After a particularly stressful experience at work, Lisa Radesi, DNP, CNS, RN, academic dean at the School of Nursing, College of Health Professions, University of Phoenix, says that nurses and other staff should have a debriefing session and remember that, despite all of the “bad” that occurs in their jobs, the “good” is the most rewarding part of what they do.
“Nurses should work together to ensure that they are okay after an incident. If a nurse notices a coworker is not doing well, they should talk with the coworker and bring it to the attention of the supervisor or manager,” says Radesi. “Above all, nurses should feel comfortable seeking treatment and communicating about emotional issues they may experience. Keeping this information bottled up can lead to issues and stress that have long-lasting effects. Know that it is not weakness, but strength, to acknowledge emotional disturbances and respond to them accordingly.”

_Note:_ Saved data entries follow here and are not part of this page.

use crate::{arm_error::ArmError, skeleton::Skeleton};
use log::error;
use nalgebra_glm as glm;

/// A palette of 4x4 matrices, one per joint, indexed by original (file)
/// joint index
///
/// The same buffer is reused every frame. Resizing keeps the allocation when
/// the joint count does not grow.
#[derive(Clone, Debug, Default)]
pub struct SkinningMatrices {
    matrices: Vec<glm::Mat4>,
}

impl SkinningMatrices {
    #[must_use]
    pub const fn new() -> Self {
        Self {
            matrices: Vec::new(),
        }
    }

    /// Creates a palette of identity matrices
    #[must_use]
    pub fn with_count(count: usize) -> Self {
        Self {
            matrices: vec![glm::Mat4::identity(); count],
        }
    }

    #[must_use]
    pub fn count(&self) -> usize {
        self.matrices.len()
    }

    /// Sets every entry to identity and resizes to `count`
    pub fn reset(&mut self, count: usize) {
        self.matrices.clear();
        self.matrices.resize(count, glm::Mat4::identity());
    }

    #[must_use]
    pub fn as_slice(&self) -> &[glm::Mat4] {
        &self.matrices
    }

    pub fn as_mut_slice(&mut self) -> &mut [glm::Mat4] {
        &mut self.matrices
    }

    /// Gets one entry by original joint index
    #[must_use]
    pub fn get(&self, index: usize) -> Option<&glm::Mat4> {
        self.matrices.get(index)
    }

    /// Raw column major `f32` data, ready for a uniform or storage buffer
    #[must_use]
    pub fn as_bytes(&self) -> &[u8] {
        bytemuck::cast_slice(&self.matrices)
    }

    /// Copies the palette into plain column major arrays
    #[must_use]
    pub fn to_arrays(&self) -> Vec<[[f32; 4]; 4]> {
        self.matrices.iter().map(|m| (*m).into()).collect()
    }
}

/// Calculates skinning matrices from an evaluated pose
///
/// For every joint `out[i] = pose[i] * inverse_bind`, where `i` is the
/// joint's original index. `out` is resized to the joint count first so no
/// entry from an earlier skeleton survives.
///
/// # Errors
/// Returns `ArmError::PoseNotReady` if `pose` does not have one entry per
/// joint.
pub fn export(
    skeleton: &Skeleton,
    pose: &SkinningMatrices,
    out: &mut SkinningMatrices,
) -> Result<(), ArmError> {
    if pose.count() != skeleton.joint_count() {
        error!(
            "pose has {} matrices but skeleton {} has {} joints",
            pose.count(),
            skeleton.name(),
            skeleton.joint_count()
        );
        return Err(ArmError::PoseNotReady);
    }
    out.reset(skeleton.joint_count());
    let slots = out.as_mut_slice();
    for joint in skeleton.joints() {
        let index = joint.original_index;
        if let (Some(slot), Some(world)) =
            (slots.get_mut(index), pose.get(index))
        {
            *slot = world * joint.inverse_bind;
        }
    }
    Ok(())
}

If you see a coworker in distress, you can do something as simple as strike up a conversation with her or him, advises Bylone. “Use open-ended questions to find out how they are doing. Sometimes hearing the other person’s story really puts things into perspective. Let them know you care, and you are there to help, if only to listen. Please do not watch them suffer alone. Left unattended, these feelings only deepen and create lasting impact, often causing them to leave the profession,” she says.
Seeking Professional Help
Let’s face it: there are times when a spa day, time out with friends, or a bubble bath just won’t cut it in alleviating emotional problems. That’s when nurses need to seek professional help.
“If you are experiencing distressing symptoms over an extended period of time, it’s a good idea to check in with a professional therapist or counselor,” says Whitehead. “Whether it is distress from work or something related to your life outside of work, connecting with a professional can help you be a more effective caregiver and build your own resilience to mitigate the effects of your chosen population at work.”
If you need professional help, first see if your workplace has a program for staff members. If not, Sheperis says that the National Board for Certified Counselors has a directory of board-certified counselors across the United States (visit nbcc.org for more info). PsychologyToday.com also has a therapist directory that includes profiles of providers who can help.
There’s no shame in seeking help to get better. Sheperis says, though, that all nurses should do whatever they can to prevent their emotional stress from getting to this level. “Most people only seek professional help after something in their life had caused significant distress. While it is important to seek help if you are reaching a level of burnout or compassion fatigue, it is much better to take proactive steps and to work with a counselor to build resilience prior to hitting an emotional wall,” he says.
Sheperis also suggests that nurses focus on wellness practices at the onset of their careers. “It is easy to become engrained in a high-pressure system and to become emotionally overwhelmed if you don’t have a set of wellness practices in place.”